**WHAT THE EXERCISE ASKS:**
Check each line of the data for the string "clock". Report how many have it, and give nothing else.

**MATERIAL PROVIDED:**
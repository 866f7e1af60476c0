//! End-to-end meal redemption: identity paths, atomicity and replay.

mod common;

use std::sync::Arc;

use chrono::Duration;
use common::{Fault, dec, faulty_fixture, fixture};
use mealpay::clock::Clock;
use mealpay::meal::{RedeemError, RedeemRequest};
use mealpay::store::{Page, StoreError};
use mealpay::token::{Purpose, TokenError, TokenReason};
use mealpay::wallet::{Direction, LedgerError, RefKind};
use uuid::Uuid;

#[tokio::test]
async fn test_subject_code_redemption_commits_everything() {
    let f = fixture();
    f.fund(f.student, "1000.00").await;
    let issued = f
        .app
        .tokens
        .issue_subject_code(f.student, None)
        .await
        .unwrap();

    let meal = f
        .app
        .meals
        .redeem(
            RedeemRequest::by_subject_token(&issued.signed_payload, f.mess, f.thali, None),
            f.vendor_user,
        )
        .await
        .unwrap();

    assert_eq!(meal.student_id, f.student);
    assert_eq!(meal.vendor_id, f.mess);
    assert_eq!(meal.amount, dec("120.00"));
    assert_eq!(meal.item_name, "Veg Thali");
    assert_eq!(meal.token_hash.as_deref(), Some(issued.code_hash.as_str()));
    assert_eq!(f.balance(f.student).await, dec("880.00"));
    assert_eq!(f.store.meal_count(), 1);

    let entries = f.entries(f.student).await;
    let debit = entries.last().unwrap();
    assert_eq!(debit.direction, Direction::Debit);
    assert_eq!(debit.ref_kind, RefKind::MealPurchase);
    assert_eq!(debit.ref_id, Some(meal.id));
    assert_eq!(debit.id, meal.ledger_entry_id);
    assert_eq!(debit.description, "Meal purchase: Veg Thali at North Mess");
    assert_eq!(debit.balance_before, dec("1000.00"));
    assert_eq!(debit.balance_after, dec("880.00"));

    let record = f
        .app
        .tokens
        .details(&issued.signed_payload)
        .await
        .unwrap()
        .unwrap();
    assert!(record.used);
    assert_eq!(record.used_by, Some(f.vendor_user));
    assert_eq!(record.transaction_id, Some(meal.id));
}

#[tokio::test]
async fn test_replayed_code_is_rejected_without_side_effects() {
    let f = fixture();
    f.fund(f.student, "1000.00").await;
    let issued = f
        .app
        .tokens
        .issue_subject_code(f.student, None)
        .await
        .unwrap();
    let request = RedeemRequest::by_subject_token(&issued.signed_payload, f.mess, f.thali, None);

    f.app
        .meals
        .redeem(request.clone(), f.vendor_user)
        .await
        .unwrap();

    let err = f
        .app
        .meals
        .redeem(request, f.vendor_user)
        .await
        .unwrap_err();
    assert!(err.is_already_used());
    assert_eq!(err.code(), "ALREADY_USED");
    assert_eq!(err.http_status(), 409);

    assert_eq!(f.balance(f.student).await, dec("880.00"));
    assert_eq!(f.store.meal_count(), 1);
    assert_eq!(f.entries(f.student).await.len(), 2);
}

#[tokio::test]
async fn test_counter_code_redemption() {
    let f = fixture();
    f.fund(f.student, "200.00").await;
    let issued = f
        .app
        .tokens
        .issue_counter_code(f.vendor_user, f.mess)
        .await
        .unwrap();

    let meal = f
        .app
        .meals
        .redeem(
            RedeemRequest::by_counter_token(
                &issued.signed_payload,
                f.student,
                f.mess,
                f.thali,
                None,
            ),
            f.student,
        )
        .await
        .unwrap();

    assert_eq!(meal.student_id, f.student);
    assert_eq!(meal.metadata["purpose"], "counter-presented");
    assert_eq!(f.balance(f.student).await, dec("80.00"));

    let record = f
        .app
        .tokens
        .details(&issued.signed_payload)
        .await
        .unwrap()
        .unwrap();
    assert_eq!(record.used_by, Some(f.student));
}

#[tokio::test]
async fn test_vendor_binding_enforced_on_both_paths() {
    let f = fixture();
    f.fund(f.student, "500.00").await;

    // subject code bound to the canteen, presented at the mess
    let bound = f
        .app
        .tokens
        .issue_subject_code(f.student, Some(f.canteen))
        .await
        .unwrap();
    let err = f
        .app
        .meals
        .redeem(
            RedeemRequest::by_subject_token(&bound.signed_payload, f.mess, f.thali, None),
            f.vendor_user,
        )
        .await
        .unwrap_err();
    assert!(matches!(err, RedeemError::VendorMismatch));
    assert!(!f.token_used(&bound.signed_payload).await);

    // mess counter code used to pay at the canteen
    let counter = f
        .app
        .tokens
        .issue_counter_code(f.vendor_user, f.mess)
        .await
        .unwrap();
    let err = f
        .app
        .meals
        .redeem(
            RedeemRequest::by_counter_token(
                &counter.signed_payload,
                f.student,
                f.canteen,
                f.samosa,
                None,
            ),
            f.student,
        )
        .await
        .unwrap_err();
    assert!(matches!(err, RedeemError::VendorMismatch));
    assert!(!f.token_used(&counter.signed_payload).await);

    assert_eq!(f.balance(f.student).await, dec("500.00"));
    assert_eq!(f.store.meal_count(), 0);
}

#[tokio::test]
async fn test_wrong_purpose_on_redeem_path() {
    let f = fixture();
    f.fund(f.student, "500.00").await;
    let counter = f
        .app
        .tokens
        .issue_counter_code(f.vendor_user, f.mess)
        .await
        .unwrap();

    let err = f
        .app
        .meals
        .redeem(
            RedeemRequest::by_subject_token(&counter.signed_payload, f.mess, f.thali, None),
            f.vendor_user,
        )
        .await
        .unwrap_err();
    assert!(matches!(
        err,
        RedeemError::Token(TokenError::Rejected(TokenReason::Purpose))
    ));
}

#[tokio::test]
async fn test_insufficient_funds_leaves_code_reusable() {
    let f = fixture();
    f.fund(f.student, "100.00").await;
    let issued = f
        .app
        .tokens
        .issue_subject_code(f.student, None)
        .await
        .unwrap();
    let request = RedeemRequest::by_subject_token(&issued.signed_payload, f.mess, f.thali, None);

    let err = f
        .app
        .meals
        .redeem(request.clone(), f.vendor_user)
        .await
        .unwrap_err();
    assert!(matches!(
        err,
        RedeemError::Ledger(LedgerError::InsufficientFunds { .. })
    ));
    assert_eq!(err.http_status(), 422);
    assert!(!f.token_used(&issued.signed_payload).await);
    assert_eq!(f.store.meal_count(), 0);
    assert_eq!(f.entries(f.student).await.len(), 1);

    f.fund(f.student, "50.00").await;
    let meal = f
        .app
        .meals
        .redeem(request, f.vendor_user)
        .await
        .unwrap();
    assert_eq!(meal.amount, dec("120.00"));
    assert_eq!(f.balance(f.student).await, dec("30.00"));
}

#[tokio::test(flavor = "multi_thread", worker_threads = 4)]
async fn test_concurrent_redemptions_of_one_code() {
    let f = fixture();
    f.fund(f.student, "1000.00").await;
    let issued = f
        .app
        .tokens
        .issue_subject_code(f.student, None)
        .await
        .unwrap();

    let mut handles = Vec::new();
    for _ in 0..12 {
        let meals = Arc::clone(&f.app.meals);
        let request =
            RedeemRequest::by_subject_token(&issued.signed_payload, f.mess, f.thali, None);
        let vendor_user = f.vendor_user;
        handles.push(tokio::spawn(
            async move { meals.redeem(request, vendor_user).await },
        ));
    }

    let mut completed = 0;
    for h in futures::future::join_all(handles).await {
        match h.unwrap() {
            Ok(_) => completed += 1,
            Err(e) => assert!(e.is_already_used(), "unexpected: {e}"),
        }
    }

    assert_eq!(completed, 1);
    assert_eq!(f.store.meal_count(), 1);
    assert_eq!(f.balance(f.student).await, dec("880.00"));
    assert_eq!(f.entries(f.student).await.len(), 2);
}

#[tokio::test]
async fn test_lost_consume_race_rolls_back_debit() {
    let f = faulty_fixture(Fault::RivalConsumesToken);
    f.fund(f.student, "500.00").await;
    let issued = f
        .app
        .tokens
        .issue_subject_code(f.student, None)
        .await
        .unwrap();

    let err = f
        .app
        .meals
        .redeem(
            RedeemRequest::by_subject_token(&issued.signed_payload, f.mess, f.thali, None),
            f.vendor_user,
        )
        .await
        .unwrap_err();

    assert!(err.is_already_used());
    assert_eq!(f.balance(f.student).await, dec("500.00"));
    assert_eq!(f.entries(f.student).await.len(), 1);
    assert_eq!(f.store.meal_count(), 0);
}

#[tokio::test]
async fn test_failed_meal_insert_rolls_back_debit_and_token() {
    let f = faulty_fixture(Fault::MealInsertFails);
    f.fund(f.student, "500.00").await;
    let issued = f
        .app
        .tokens
        .issue_subject_code(f.student, None)
        .await
        .unwrap();

    let err = f
        .app
        .meals
        .redeem(
            RedeemRequest::by_subject_token(&issued.signed_payload, f.mess, f.thali, None),
            f.vendor_user,
        )
        .await
        .unwrap_err();

    assert!(matches!(err, RedeemError::Store(StoreError::Unavailable(_))));
    assert_eq!(err.http_status(), 503);
    assert_eq!(f.balance(f.student).await, dec("500.00"));
    assert_eq!(f.entries(f.student).await.len(), 1);
    assert_eq!(f.store.meal_count(), 0);
    assert!(!f.token_used(&issued.signed_payload).await);
    f.app
        .tokens
        .check_valid(&issued.signed_payload, Purpose::SubjectPresented)
        .await
        .unwrap();
}

#[tokio::test]
async fn test_direct_charge_and_amount_override() {
    let f = fixture();
    f.fund(f.student, "300.00").await;

    let meal = f
        .app
        .meals
        .redeem(
            RedeemRequest::direct(f.student, f.mess, f.thali, Some(dec("99.50"))),
            f.admin,
        )
        .await
        .unwrap();
    assert_eq!(meal.amount, dec("99.50"));
    assert!(meal.token_hash.is_none());
    assert_eq!(f.balance(f.student).await, dec("200.50"));

    let err = f
        .app
        .meals
        .redeem(
            RedeemRequest::direct(f.student, f.mess, f.thali, Some(dec("0"))),
            f.admin,
        )
        .await
        .unwrap_err();
    assert!(matches!(err, RedeemError::InvalidAmount(_)));
    assert_eq!(err.http_status(), 400);
}

#[tokio::test]
async fn test_vendor_and_item_resolution_errors() {
    let f = fixture();
    f.fund(f.student, "300.00").await;
    let redeem = |vendor, item| {
        let meals = Arc::clone(&f.app.meals);
        let request = RedeemRequest::direct(f.student, vendor, item, None);
        let admin = f.admin;
        async move { meals.redeem(request, admin).await.unwrap_err() }
    };

    assert!(matches!(
        redeem(Uuid::new_v4(), f.thali).await,
        RedeemError::VendorNotFound
    ));
    assert!(matches!(
        redeem(f.closed_vendor, f.thali).await,
        RedeemError::VendorInactive
    ));
    // another vendor's item
    assert!(matches!(
        redeem(f.mess, f.samosa).await,
        RedeemError::MenuItemNotFound
    ));
    assert!(matches!(
        redeem(f.mess, f.sold_out).await,
        RedeemError::ItemUnavailable
    ));
    assert_eq!(f.balance(f.student).await, dec("300.00"));
}

#[tokio::test]
async fn test_student_resolution_errors() {
    let f = fixture();
    let cases = [
        (Uuid::new_v4(), "STUDENT_NOT_FOUND"),
        (f.vendor_user, "NOT_A_STUDENT"),
        (f.inactive_student, "STUDENT_INACTIVE"),
    ];
    for (who, code) in cases {
        let err = f
            .app
            .meals
            .redeem(RedeemRequest::direct(who, f.mess, f.thali, None), f.admin)
            .await
            .unwrap_err();
        assert_eq!(err.code(), code);
    }
    assert_eq!(f.store.meal_count(), 0);
}

#[tokio::test]
async fn test_histories_newest_first_and_windowed() {
    let f = fixture();
    f.fund(f.student, "1000.00").await;
    let start = f.app.clock.now();

    let first = f
        .app
        .meals
        .redeem(
            RedeemRequest::direct(f.student, f.mess, f.thali, None),
            f.admin,
        )
        .await
        .unwrap();
    f.clock.advance(Duration::hours(2));
    let second = f
        .app
        .meals
        .redeem(
            RedeemRequest::direct(f.student, f.mess, f.thali, Some(dec("60.00"))),
            f.admin,
        )
        .await
        .unwrap();

    let history = f
        .app
        .meals
        .student_history(f.student, Page::default())
        .await
        .unwrap();
    assert_eq!(
        history.iter().map(|m| m.id).collect::<Vec<_>>(),
        vec![second.id, first.id]
    );

    let late = f
        .app
        .meals
        .vendor_transactions(
            f.mess,
            Some(start + Duration::hours(1)),
            None,
            Page::default(),
        )
        .await
        .unwrap();
    assert_eq!(late.len(), 1);
    assert_eq!(late[0].id, second.id);

    let all = f
        .app
        .meals
        .vendor_transactions(f.mess, None, None, Page::default())
        .await
        .unwrap();
    assert_eq!(all.len(), 2);

    let elsewhere = f
        .app
        .meals
        .vendor_transactions(f.canteen, None, None, Page::default())
        .await
        .unwrap();
    assert!(elsewhere.is_empty());
}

**ANSWER SPACE:**
3